(Stored data)
━━━━
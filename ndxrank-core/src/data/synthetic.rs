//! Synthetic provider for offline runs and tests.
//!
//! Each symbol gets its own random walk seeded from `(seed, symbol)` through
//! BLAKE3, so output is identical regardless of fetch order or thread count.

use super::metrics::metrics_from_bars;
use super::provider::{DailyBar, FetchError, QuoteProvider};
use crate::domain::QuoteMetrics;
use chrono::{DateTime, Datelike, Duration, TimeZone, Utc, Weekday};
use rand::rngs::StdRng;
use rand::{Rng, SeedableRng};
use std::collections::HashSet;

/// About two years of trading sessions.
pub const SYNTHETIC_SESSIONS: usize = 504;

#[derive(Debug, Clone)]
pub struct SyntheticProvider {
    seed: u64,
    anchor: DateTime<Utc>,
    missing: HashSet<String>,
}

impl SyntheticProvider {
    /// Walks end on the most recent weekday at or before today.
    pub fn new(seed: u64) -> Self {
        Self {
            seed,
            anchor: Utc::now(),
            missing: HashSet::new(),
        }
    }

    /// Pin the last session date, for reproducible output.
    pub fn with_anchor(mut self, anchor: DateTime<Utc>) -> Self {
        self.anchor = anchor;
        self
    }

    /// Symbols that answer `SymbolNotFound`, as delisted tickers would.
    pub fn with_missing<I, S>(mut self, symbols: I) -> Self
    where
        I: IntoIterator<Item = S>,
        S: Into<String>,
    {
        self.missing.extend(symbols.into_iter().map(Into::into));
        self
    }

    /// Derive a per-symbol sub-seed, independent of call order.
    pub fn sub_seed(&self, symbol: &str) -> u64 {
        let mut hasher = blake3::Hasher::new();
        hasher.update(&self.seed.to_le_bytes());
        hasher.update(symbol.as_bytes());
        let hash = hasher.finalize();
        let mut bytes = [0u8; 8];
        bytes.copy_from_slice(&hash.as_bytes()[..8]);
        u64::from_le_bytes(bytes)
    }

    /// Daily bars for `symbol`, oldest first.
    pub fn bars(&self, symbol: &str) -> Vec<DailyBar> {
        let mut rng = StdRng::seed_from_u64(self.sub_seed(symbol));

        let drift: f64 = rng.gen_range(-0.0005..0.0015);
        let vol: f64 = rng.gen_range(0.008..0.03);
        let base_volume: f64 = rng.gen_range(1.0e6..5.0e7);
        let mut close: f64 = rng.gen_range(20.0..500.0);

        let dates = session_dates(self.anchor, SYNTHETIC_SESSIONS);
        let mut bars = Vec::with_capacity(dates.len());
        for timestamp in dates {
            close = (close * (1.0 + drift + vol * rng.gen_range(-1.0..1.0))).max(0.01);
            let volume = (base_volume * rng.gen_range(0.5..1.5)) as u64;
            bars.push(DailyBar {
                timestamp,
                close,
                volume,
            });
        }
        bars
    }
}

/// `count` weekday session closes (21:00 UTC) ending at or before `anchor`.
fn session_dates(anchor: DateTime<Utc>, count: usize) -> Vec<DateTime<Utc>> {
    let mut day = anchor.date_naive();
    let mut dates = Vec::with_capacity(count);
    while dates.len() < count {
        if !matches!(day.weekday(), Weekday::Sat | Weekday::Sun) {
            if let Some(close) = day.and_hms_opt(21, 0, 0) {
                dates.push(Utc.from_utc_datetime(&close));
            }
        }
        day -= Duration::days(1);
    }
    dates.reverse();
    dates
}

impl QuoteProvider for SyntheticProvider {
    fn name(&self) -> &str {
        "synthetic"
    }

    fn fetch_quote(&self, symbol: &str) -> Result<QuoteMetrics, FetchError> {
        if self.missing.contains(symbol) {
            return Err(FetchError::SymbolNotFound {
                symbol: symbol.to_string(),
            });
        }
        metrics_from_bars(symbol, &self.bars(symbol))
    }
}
━━━━
What to work on:
How many of the lines in these entries hold "usize"? Report only the count.

Finished exercise:
2